• WHAT THE TASK ASKS
Please return, with no alterations, the lines below from the very first through the one that contains "# Design Decisions".

• Saved entries
○ ○ ○ ○ ○
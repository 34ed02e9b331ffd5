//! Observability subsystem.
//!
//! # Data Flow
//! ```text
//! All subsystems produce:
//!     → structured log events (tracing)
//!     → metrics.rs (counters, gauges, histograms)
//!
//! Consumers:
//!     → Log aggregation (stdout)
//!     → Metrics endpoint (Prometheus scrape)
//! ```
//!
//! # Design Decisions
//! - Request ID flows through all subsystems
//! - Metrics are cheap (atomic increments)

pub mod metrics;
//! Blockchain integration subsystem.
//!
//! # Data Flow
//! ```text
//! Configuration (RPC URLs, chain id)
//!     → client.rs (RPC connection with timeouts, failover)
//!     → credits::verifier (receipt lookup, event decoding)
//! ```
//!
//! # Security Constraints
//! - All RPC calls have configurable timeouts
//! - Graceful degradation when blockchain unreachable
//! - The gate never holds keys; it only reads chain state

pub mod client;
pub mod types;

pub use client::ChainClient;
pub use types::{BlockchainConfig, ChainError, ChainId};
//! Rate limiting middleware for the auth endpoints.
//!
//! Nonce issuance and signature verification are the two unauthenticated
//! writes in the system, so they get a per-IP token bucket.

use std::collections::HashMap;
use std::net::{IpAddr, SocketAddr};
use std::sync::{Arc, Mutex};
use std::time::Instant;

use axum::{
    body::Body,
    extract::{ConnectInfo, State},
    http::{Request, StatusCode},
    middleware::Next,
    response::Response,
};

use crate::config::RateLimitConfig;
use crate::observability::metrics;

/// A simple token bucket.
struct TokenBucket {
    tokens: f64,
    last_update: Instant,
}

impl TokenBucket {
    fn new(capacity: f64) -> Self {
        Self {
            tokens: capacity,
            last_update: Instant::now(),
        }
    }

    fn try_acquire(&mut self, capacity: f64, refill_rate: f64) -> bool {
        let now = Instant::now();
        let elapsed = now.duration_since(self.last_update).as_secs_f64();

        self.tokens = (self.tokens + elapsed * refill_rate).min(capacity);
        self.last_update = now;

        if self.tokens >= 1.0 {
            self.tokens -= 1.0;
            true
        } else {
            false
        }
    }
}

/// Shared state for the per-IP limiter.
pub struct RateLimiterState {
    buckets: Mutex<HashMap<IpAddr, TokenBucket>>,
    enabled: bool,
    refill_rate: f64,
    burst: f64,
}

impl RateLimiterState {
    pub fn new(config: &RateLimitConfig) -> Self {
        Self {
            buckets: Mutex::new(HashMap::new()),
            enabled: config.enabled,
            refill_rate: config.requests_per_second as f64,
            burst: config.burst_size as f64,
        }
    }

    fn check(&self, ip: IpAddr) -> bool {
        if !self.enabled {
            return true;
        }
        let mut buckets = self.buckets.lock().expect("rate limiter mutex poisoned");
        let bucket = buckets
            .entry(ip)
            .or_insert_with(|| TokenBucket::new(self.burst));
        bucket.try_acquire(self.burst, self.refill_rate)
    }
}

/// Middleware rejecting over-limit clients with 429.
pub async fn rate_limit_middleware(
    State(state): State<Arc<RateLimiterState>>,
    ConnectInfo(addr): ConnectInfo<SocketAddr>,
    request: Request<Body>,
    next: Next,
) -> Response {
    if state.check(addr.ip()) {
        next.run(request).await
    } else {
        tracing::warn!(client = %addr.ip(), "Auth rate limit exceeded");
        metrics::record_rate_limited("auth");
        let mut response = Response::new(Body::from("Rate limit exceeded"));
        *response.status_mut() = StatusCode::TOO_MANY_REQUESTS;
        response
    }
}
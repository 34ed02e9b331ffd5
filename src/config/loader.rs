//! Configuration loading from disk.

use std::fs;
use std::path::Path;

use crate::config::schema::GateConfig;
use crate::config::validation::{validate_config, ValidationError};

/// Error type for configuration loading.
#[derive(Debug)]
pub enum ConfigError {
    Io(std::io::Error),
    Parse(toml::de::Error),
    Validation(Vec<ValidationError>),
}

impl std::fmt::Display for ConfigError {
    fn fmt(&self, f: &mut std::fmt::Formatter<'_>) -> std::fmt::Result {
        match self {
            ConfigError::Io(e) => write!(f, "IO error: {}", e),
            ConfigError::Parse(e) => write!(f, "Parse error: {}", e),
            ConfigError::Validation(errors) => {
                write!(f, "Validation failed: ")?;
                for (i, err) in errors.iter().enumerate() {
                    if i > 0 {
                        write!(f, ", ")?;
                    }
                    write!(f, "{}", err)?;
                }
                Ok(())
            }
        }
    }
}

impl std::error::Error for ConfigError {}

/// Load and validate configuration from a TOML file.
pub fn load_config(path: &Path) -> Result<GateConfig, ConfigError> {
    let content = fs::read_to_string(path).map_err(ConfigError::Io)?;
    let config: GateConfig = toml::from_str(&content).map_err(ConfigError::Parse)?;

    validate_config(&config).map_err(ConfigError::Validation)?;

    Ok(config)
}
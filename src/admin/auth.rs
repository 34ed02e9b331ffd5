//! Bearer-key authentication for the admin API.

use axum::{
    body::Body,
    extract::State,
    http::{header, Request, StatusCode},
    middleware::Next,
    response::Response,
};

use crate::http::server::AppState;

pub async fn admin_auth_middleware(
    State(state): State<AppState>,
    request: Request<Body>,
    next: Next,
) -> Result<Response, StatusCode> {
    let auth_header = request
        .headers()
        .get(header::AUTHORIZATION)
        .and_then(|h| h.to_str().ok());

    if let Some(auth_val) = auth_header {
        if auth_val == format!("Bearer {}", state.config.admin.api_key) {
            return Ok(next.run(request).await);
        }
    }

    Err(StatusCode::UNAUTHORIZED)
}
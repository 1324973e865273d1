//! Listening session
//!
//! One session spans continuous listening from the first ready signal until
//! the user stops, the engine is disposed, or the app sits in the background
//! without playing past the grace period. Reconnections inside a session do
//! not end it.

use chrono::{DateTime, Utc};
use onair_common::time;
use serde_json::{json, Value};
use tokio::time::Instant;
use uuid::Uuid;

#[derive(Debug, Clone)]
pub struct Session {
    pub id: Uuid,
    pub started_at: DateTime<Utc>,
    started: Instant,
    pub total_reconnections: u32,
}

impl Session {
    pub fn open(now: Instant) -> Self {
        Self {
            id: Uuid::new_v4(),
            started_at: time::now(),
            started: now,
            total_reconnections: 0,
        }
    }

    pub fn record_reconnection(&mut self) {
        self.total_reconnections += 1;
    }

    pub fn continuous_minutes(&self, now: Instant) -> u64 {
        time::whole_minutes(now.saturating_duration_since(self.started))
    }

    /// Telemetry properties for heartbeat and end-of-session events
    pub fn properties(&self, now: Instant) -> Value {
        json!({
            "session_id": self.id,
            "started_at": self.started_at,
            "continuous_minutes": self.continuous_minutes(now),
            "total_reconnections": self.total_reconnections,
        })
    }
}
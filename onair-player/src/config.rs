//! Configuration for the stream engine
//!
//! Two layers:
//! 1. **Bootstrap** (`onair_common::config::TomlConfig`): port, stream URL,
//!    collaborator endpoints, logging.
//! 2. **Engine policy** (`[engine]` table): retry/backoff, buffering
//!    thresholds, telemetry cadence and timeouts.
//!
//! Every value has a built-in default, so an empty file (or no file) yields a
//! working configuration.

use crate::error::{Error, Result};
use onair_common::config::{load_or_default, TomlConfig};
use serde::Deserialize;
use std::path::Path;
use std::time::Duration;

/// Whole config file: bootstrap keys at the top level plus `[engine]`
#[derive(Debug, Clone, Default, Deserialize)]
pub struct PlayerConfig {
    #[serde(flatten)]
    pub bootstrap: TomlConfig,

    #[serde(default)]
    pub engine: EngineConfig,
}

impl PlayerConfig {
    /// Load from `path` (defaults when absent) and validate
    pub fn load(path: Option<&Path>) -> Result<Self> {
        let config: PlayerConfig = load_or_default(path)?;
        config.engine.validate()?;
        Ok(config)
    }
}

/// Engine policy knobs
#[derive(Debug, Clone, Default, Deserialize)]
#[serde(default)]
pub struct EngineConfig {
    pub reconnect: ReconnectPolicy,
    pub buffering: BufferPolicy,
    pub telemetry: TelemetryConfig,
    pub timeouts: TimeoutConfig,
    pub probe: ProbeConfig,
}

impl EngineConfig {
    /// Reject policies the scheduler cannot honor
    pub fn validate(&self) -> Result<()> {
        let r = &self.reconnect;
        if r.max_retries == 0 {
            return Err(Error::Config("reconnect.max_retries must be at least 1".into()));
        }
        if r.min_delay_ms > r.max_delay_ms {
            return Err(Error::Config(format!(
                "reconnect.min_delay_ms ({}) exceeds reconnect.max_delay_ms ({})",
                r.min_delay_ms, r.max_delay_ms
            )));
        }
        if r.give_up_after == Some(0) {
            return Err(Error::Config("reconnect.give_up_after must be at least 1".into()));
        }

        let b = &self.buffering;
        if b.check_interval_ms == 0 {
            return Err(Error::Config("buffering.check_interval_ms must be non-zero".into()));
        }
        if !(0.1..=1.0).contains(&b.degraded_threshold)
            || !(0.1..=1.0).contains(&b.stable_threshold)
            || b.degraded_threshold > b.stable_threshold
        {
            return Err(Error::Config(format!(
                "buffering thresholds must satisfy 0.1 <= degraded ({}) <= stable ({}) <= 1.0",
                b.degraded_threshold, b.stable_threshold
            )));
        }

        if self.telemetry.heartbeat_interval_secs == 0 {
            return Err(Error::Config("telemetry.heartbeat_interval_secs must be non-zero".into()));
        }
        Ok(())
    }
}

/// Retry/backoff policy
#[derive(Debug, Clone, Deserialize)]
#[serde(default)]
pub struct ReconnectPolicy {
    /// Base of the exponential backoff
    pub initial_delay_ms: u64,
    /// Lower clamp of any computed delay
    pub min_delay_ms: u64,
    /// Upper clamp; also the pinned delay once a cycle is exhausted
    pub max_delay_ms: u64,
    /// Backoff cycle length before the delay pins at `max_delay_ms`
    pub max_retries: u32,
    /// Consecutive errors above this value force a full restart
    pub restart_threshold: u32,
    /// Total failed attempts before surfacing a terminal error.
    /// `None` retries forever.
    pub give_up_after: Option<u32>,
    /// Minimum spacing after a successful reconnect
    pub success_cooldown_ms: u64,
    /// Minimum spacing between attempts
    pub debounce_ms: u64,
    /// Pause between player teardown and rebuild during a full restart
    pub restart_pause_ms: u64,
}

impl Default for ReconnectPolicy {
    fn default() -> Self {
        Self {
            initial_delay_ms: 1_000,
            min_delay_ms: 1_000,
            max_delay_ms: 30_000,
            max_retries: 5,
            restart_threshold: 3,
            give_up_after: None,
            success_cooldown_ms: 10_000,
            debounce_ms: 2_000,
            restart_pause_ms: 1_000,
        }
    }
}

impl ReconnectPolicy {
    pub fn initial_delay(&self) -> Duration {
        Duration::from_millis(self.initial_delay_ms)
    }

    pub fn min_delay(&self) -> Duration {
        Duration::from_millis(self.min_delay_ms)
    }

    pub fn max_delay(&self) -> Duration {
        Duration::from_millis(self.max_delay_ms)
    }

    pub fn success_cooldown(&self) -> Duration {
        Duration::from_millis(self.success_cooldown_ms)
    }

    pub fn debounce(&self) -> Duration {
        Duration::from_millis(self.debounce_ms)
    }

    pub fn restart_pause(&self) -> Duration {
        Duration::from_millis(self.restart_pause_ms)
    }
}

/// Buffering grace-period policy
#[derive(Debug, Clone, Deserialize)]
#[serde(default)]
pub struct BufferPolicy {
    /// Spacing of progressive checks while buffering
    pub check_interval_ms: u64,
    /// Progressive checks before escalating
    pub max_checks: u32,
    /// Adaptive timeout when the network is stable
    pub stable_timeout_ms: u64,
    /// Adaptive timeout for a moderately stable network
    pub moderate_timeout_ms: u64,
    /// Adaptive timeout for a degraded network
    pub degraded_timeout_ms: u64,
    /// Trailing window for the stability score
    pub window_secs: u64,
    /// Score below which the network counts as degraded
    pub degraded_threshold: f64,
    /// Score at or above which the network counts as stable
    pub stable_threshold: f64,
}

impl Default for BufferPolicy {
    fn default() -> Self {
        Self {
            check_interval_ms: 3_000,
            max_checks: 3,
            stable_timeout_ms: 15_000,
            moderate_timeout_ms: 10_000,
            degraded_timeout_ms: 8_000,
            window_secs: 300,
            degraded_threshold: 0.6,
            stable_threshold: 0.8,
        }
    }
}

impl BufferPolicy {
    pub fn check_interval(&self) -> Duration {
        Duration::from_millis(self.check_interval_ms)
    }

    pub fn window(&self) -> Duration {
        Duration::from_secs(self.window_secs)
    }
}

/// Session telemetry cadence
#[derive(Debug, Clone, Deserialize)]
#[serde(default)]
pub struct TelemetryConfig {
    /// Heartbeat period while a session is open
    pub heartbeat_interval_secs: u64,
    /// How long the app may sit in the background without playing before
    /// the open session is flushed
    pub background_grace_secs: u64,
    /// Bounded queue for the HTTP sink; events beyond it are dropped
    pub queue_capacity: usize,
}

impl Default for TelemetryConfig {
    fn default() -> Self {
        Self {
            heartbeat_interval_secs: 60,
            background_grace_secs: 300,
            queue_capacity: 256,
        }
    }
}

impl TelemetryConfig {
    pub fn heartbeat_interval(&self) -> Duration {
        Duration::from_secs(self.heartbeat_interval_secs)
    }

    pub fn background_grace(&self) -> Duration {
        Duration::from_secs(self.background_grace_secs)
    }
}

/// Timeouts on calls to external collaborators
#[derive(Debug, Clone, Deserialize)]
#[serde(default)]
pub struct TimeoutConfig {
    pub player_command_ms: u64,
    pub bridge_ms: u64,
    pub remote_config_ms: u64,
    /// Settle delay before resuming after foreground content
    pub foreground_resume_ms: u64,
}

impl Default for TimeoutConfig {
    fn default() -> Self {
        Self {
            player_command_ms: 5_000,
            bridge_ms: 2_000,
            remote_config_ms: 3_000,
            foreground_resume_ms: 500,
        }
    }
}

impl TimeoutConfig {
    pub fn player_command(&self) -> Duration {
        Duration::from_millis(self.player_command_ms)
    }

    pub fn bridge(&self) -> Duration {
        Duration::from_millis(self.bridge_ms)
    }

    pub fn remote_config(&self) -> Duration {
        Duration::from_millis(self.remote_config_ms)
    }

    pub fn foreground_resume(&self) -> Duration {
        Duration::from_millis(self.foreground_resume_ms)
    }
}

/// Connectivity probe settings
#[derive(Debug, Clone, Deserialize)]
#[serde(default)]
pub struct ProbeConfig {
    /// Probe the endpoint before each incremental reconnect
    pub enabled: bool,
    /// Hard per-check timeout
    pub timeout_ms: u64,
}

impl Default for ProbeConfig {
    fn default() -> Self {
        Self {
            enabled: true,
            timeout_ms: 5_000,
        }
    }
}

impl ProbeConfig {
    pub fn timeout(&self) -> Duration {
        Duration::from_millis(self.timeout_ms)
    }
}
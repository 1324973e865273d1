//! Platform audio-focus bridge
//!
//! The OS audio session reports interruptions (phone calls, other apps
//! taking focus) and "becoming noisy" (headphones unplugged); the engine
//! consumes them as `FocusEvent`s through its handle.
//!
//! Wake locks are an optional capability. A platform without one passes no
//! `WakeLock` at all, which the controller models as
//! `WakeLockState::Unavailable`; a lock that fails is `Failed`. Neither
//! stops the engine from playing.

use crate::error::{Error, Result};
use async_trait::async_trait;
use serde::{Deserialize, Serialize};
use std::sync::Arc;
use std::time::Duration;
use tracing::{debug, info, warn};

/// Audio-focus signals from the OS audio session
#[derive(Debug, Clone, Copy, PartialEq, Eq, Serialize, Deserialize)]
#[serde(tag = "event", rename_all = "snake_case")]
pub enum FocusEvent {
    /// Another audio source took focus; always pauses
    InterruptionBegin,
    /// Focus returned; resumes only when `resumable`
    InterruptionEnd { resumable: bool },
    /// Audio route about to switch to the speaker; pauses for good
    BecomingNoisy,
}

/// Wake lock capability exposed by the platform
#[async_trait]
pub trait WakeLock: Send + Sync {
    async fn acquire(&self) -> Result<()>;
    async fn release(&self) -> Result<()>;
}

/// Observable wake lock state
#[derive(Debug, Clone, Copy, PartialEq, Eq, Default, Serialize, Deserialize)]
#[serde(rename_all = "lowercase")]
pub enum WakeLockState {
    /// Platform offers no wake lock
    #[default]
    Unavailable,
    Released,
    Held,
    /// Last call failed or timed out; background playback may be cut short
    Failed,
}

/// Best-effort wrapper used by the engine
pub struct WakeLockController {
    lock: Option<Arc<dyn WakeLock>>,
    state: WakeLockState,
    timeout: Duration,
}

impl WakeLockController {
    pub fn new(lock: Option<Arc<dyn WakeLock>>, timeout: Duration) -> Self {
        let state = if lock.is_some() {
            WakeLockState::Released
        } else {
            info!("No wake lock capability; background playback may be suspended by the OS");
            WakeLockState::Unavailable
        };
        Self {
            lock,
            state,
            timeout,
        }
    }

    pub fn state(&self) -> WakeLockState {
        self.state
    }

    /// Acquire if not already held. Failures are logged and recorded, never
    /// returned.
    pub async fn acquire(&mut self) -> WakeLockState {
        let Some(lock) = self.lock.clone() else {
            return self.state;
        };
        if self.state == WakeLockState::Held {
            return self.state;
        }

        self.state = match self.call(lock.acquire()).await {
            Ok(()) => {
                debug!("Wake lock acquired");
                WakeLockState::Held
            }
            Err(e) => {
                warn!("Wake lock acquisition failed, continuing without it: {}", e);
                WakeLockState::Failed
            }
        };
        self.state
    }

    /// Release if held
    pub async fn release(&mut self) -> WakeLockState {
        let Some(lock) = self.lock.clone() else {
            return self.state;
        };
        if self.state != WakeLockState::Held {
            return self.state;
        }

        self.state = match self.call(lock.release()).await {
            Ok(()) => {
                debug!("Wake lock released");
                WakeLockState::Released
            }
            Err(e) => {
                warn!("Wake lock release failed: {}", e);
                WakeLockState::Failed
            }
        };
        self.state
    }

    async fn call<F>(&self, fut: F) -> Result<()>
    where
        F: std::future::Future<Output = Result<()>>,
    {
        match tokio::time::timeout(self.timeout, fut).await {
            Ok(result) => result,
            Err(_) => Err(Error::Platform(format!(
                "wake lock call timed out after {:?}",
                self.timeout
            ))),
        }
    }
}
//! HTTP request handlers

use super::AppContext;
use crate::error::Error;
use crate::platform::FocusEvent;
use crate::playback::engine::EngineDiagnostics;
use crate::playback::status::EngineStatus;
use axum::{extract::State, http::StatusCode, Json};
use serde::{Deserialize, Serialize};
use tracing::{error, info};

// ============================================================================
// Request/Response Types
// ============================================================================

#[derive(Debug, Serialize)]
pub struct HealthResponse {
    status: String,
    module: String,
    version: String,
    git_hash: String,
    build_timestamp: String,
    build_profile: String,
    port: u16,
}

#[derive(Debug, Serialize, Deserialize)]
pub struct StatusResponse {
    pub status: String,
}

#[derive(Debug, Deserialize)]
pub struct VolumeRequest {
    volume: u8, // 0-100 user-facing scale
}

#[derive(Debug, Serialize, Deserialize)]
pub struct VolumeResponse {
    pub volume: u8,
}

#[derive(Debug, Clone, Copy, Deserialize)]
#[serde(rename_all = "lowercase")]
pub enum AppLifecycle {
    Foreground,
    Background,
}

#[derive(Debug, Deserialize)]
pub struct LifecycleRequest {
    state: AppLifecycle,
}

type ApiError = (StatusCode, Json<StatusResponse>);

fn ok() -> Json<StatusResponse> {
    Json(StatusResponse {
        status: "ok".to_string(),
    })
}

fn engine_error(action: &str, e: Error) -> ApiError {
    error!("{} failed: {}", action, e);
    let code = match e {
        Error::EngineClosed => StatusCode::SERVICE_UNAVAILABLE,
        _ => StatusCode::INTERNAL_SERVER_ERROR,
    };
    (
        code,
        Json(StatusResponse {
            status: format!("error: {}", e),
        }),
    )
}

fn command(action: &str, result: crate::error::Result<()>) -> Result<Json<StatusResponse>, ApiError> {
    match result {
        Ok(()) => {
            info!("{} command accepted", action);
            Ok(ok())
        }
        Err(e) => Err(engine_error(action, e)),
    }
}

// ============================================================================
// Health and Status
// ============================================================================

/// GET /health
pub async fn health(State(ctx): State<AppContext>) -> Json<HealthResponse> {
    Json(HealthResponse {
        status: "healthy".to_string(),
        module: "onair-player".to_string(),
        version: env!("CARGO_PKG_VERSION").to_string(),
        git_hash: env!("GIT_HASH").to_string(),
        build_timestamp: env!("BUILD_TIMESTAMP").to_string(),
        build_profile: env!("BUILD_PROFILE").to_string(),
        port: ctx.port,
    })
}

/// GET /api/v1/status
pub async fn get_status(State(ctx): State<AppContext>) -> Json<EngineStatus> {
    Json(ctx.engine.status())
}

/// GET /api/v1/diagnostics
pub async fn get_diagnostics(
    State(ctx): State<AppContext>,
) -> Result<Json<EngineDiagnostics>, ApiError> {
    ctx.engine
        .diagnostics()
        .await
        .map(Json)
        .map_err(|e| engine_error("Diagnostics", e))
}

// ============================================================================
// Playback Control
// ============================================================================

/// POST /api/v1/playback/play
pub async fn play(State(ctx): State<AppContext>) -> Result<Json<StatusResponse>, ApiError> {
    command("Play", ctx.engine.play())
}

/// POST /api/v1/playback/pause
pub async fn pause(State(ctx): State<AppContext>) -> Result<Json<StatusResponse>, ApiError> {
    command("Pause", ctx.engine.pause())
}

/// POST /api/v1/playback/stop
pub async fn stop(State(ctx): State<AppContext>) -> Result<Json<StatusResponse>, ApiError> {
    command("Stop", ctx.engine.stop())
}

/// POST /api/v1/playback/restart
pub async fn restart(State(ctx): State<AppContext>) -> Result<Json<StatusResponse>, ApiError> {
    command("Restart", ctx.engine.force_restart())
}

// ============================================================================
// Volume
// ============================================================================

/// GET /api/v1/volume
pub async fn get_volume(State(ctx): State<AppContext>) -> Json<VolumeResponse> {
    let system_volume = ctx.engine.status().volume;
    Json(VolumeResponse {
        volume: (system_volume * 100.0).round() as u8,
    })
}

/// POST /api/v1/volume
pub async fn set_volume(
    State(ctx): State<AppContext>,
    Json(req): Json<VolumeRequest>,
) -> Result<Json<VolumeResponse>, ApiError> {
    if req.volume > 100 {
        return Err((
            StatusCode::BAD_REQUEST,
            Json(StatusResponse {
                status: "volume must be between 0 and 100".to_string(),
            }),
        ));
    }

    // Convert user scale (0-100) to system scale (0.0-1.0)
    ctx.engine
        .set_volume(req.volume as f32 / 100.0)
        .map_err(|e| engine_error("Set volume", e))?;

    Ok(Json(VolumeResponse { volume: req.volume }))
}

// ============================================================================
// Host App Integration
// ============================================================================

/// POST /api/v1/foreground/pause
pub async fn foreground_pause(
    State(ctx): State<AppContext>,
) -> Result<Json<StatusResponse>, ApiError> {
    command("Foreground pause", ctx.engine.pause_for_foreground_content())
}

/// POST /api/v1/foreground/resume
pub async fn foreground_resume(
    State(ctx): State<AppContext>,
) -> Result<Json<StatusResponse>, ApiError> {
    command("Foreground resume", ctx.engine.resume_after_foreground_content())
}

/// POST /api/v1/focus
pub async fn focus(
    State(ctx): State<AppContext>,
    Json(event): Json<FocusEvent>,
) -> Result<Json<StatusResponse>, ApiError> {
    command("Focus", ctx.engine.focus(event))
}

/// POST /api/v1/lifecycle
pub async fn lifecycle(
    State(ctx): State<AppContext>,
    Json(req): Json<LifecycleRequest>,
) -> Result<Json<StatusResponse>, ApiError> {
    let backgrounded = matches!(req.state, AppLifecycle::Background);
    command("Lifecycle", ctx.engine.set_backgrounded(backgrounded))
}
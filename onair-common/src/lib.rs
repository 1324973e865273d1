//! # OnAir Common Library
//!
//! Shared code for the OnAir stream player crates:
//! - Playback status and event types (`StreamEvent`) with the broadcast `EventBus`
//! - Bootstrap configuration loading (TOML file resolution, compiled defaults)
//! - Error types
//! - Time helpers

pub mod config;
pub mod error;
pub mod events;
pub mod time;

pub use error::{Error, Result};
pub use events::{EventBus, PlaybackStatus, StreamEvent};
○ ○ ○ ○ ○
• ANSWER SECTION
repository 34ed02e9b331ffd5
//! Observability subsystem.
//!
//! # Data Flow
//! ```text
//! All subsystems produce:
//!     → structured log events (tracing)
//!     → metrics.rs (counters, gauges, histograms)
//!
//! Consumers:
//!     → Log aggregation (stdout)
//!     → Metrics endpoint (Prometheus scrape)
//! ```
//!
//! # Design Decisions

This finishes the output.